What I find myself trying to do for clients, with this knowledge and philosophy in place,  is trying to get into the sweet spot (the STAR on my picture) where we are optimizing for ALL three objectives without sacrificing too much on any one of them.  I truly DO want to get you the best quality items I can find, for the least amount of cost and the fastest I can do it.  For each element in the room, that sweet spot will be different, but my set-point objective will be to try to keep, and optimize, the balance---all based on your needs and wants.

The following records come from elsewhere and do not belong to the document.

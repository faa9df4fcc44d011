use crate::ExecutionReport;
use plinth_schema::ColumnType;
use std::time::Duration;
use thiserror::Error;

#[derive(Debug, Error)]
pub enum Error {
    #[error("cannot reach database: {0}")]
    Connection(#[source] tokio_postgres::Error),

    #[error("could not get a connection from the pool: {0}")]
    Pool(#[source] deadpool_postgres::PoolError),

    #[error("could not build connection pool: {0}")]
    PoolBuild(#[from] deadpool_postgres::BuildError),

    #[error("invalid schema: {0}")]
    Plan(#[from] PlanError),

    #[error("{operation} failed, transaction rolled back: {source}\n  statement: {statement}")]
    OperationFailure {
        /// Identity of the operation that failed, e.g. `create table public.vote`.
        operation: String,
        table: Option<String>,
        statement: String,
        #[source]
        source: tokio_postgres::Error,
        report: Box<ExecutionReport>,
    },

    #[error("connection lost during {operation}, transaction rolled back: {source}\n  statement: {statement}")]
    ConnectionLost {
        operation: String,
        table: Option<String>,
        statement: String,
        #[source]
        source: tokio_postgres::Error,
        report: Box<ExecutionReport>,
    },

    #[error("permission denied: {0}")]
    Permission(String),

    #[error("timed out after {after:?} during {operation}, transaction rolled back")]
    Timeout {
        after: Duration,
        operation: String,
        report: Box<ExecutionReport>,
    },

    #[error("postgres error: {0}")]
    Postgres(#[source] tokio_postgres::Error),
}

impl Error {
    /// The report of the aborted run, for errors raised by the executor.
    pub fn report(&self) -> Option<&ExecutionReport> {
        match self {
            Error::OperationFailure { report, .. }
            | Error::ConnectionLost { report, .. }
            | Error::Timeout { report, .. } => Some(report),
            _ => None,
        }
    }
}

impl From<tokio_postgres::Error> for Error {
    fn from(err: tokio_postgres::Error) -> Self {
        if is_connection_error(&err) {
            Error::Connection(err)
        } else {
            Error::Postgres(err)
        }
    }
}

impl From<deadpool_postgres::PoolError> for Error {
    fn from(err: deadpool_postgres::PoolError) -> Self {
        match err {
            deadpool_postgres::PoolError::Backend(e) => Error::Connection(e),
            other => Error::Pool(other),
        }
    }
}

/// Closed connections and socket-level failures carry no SQLSTATE. A backend
/// terminated by the server reports class 08 or 57P before hanging up.
fn is_connection_error(err: &tokio_postgres::Error) -> bool {
    if err.is_closed() {
        return true;
    }
    match err.code() {
        Some(code) => is_connection_state(code.code()),
        None => std::error::Error::source(err).is_some_and(|source| source.is::<std::io::Error>()),
    }
}

fn is_connection_state(code: &str) -> bool {
    code.starts_with("08") || matches!(code, "57P01" | "57P02" | "57P03")
}

/// Why a [`SchemaSpec`](plinth_schema::SchemaSpec) cannot be planned.
///
/// All of these are detected before any statement is sent to the database.
#[derive(Debug, Clone, PartialEq, Eq, Error)]
pub enum PlanError {
    #[error("identifier '{name}' is longer than {limit} bytes and would be truncated by Postgres")]
    IdentifierTooLong { name: String, limit: usize },

    #[error("table '{table}' is declared more than once")]
    DuplicateTable { table: String },

    #[error("column '{table}.{column}' is declared more than once")]
    DuplicateColumn { table: String, column: String },

    #[error("constraint '{constraint}' on '{table}' has no columns")]
    EmptyConstraint { table: String, constraint: String },

    #[error("constraint '{constraint}' references unknown column '{table}.{column}'")]
    UnknownColumn {
        table: String,
        constraint: String,
        column: String,
    },

    #[error(
        "foreign key '{constraint}' on '{table}' references table '{target}', \
         which is neither declared nor present in the database"
    )]
    ForeignKeyTargetNotFound {
        table: String,
        constraint: String,
        target: String,
    },

    #[error("foreign key '{constraint}' on '{table}' references unknown columns {columns:?} of '{target}'")]
    ForeignKeyColumnsNotFound {
        table: String,
        constraint: String,
        target: String,
        columns: Vec<String>,
    },

    #[error(
        "foreign key '{constraint}' on '{table}' has {columns} column(s) but references {references}"
    )]
    ForeignKeyArity {
        table: String,
        constraint: String,
        columns: usize,
        references: usize,
    },

    #[error(
        "foreign key '{constraint}': '{table}.{column}' is {column_type} \
         but references '{target}.{target_column}' which is {target_type}"
    )]
    TypeMismatch {
        table: String,
        constraint: String,
        column: String,
        column_type: ColumnType,
        target: String,
        target_column: String,
        target_type: ColumnType,
    },

    #[error("foreign keys form a dependency cycle: {}", .tables.join(" -> "))]
    CyclicDependency { tables: Vec<String> },
}

#[cfg(test)]
mod tests {
    use super::*;
    use tokio_postgres::error::SqlState;

    #[test]
    fn test_connection_states() {
        assert!(is_connection_state(SqlState::ADMIN_SHUTDOWN.code()));
        assert!(is_connection_state(SqlState::CRASH_SHUTDOWN.code()));
        assert!(is_connection_state(SqlState::CONNECTION_FAILURE.code()));
        assert!(!is_connection_state(SqlState::UNDEFINED_TABLE.code()));
        assert!(!is_connection_state(SqlState::INSUFFICIENT_PRIVILEGE.code()));
        assert!(!is_connection_state(SqlState::QUERY_CANCELED.code()));
    }
}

You see, I think when you hit the sweet spot you are actually swimming in something wonderful called VALUE!  To me, that means that the perception that you, the client, has of whatever we are doing/purchasing/making has a high value to you because we are meeting your needs and exceeding your (realistic) expectations!  I don't want to source elements for you that are inflated or high-ticket just for the sake of being high-ticket, and I don't want the process to take a longer time to complete so that I can bill you for more hours.  I think a fear of the unknown--specifically about skyrocketing hourly fee charges AND not knowing if the decorator will impose their design will on you even if that is not the style outcome that suits your taste or lifestyle--keeps people from hiring a decorator.  "Unendingly expensive" and "Dictatorial"--two very legitimate reasons to cause fear and halt progress!  That is why I created my business on the backdrop of transparent hourly billing to the level of service that suits YOU best--this make really good sense for both sides of the equation!  Nothing opaque, and you are driving the bus. Together, we can finish one room at a time (or more), on budget (or darned close) and with a minimum of fuss...I know we can.  It's what I do!


You can't make me STOP watching HGTV, it's just way too fun to watch!  And I don't want you to stop watching either.  It's a bottomless wellspring of ideas, decorating inspirations and feel-good stories.  Just make sure that when you bring "reality television" into REAL reality, you manage your expectations with respect to the three aspects of TIME, MONEY and QUALITY.  That way you can be genuinely and authentically thrilled with YOUR decorating outcome and your WOWZA reveal!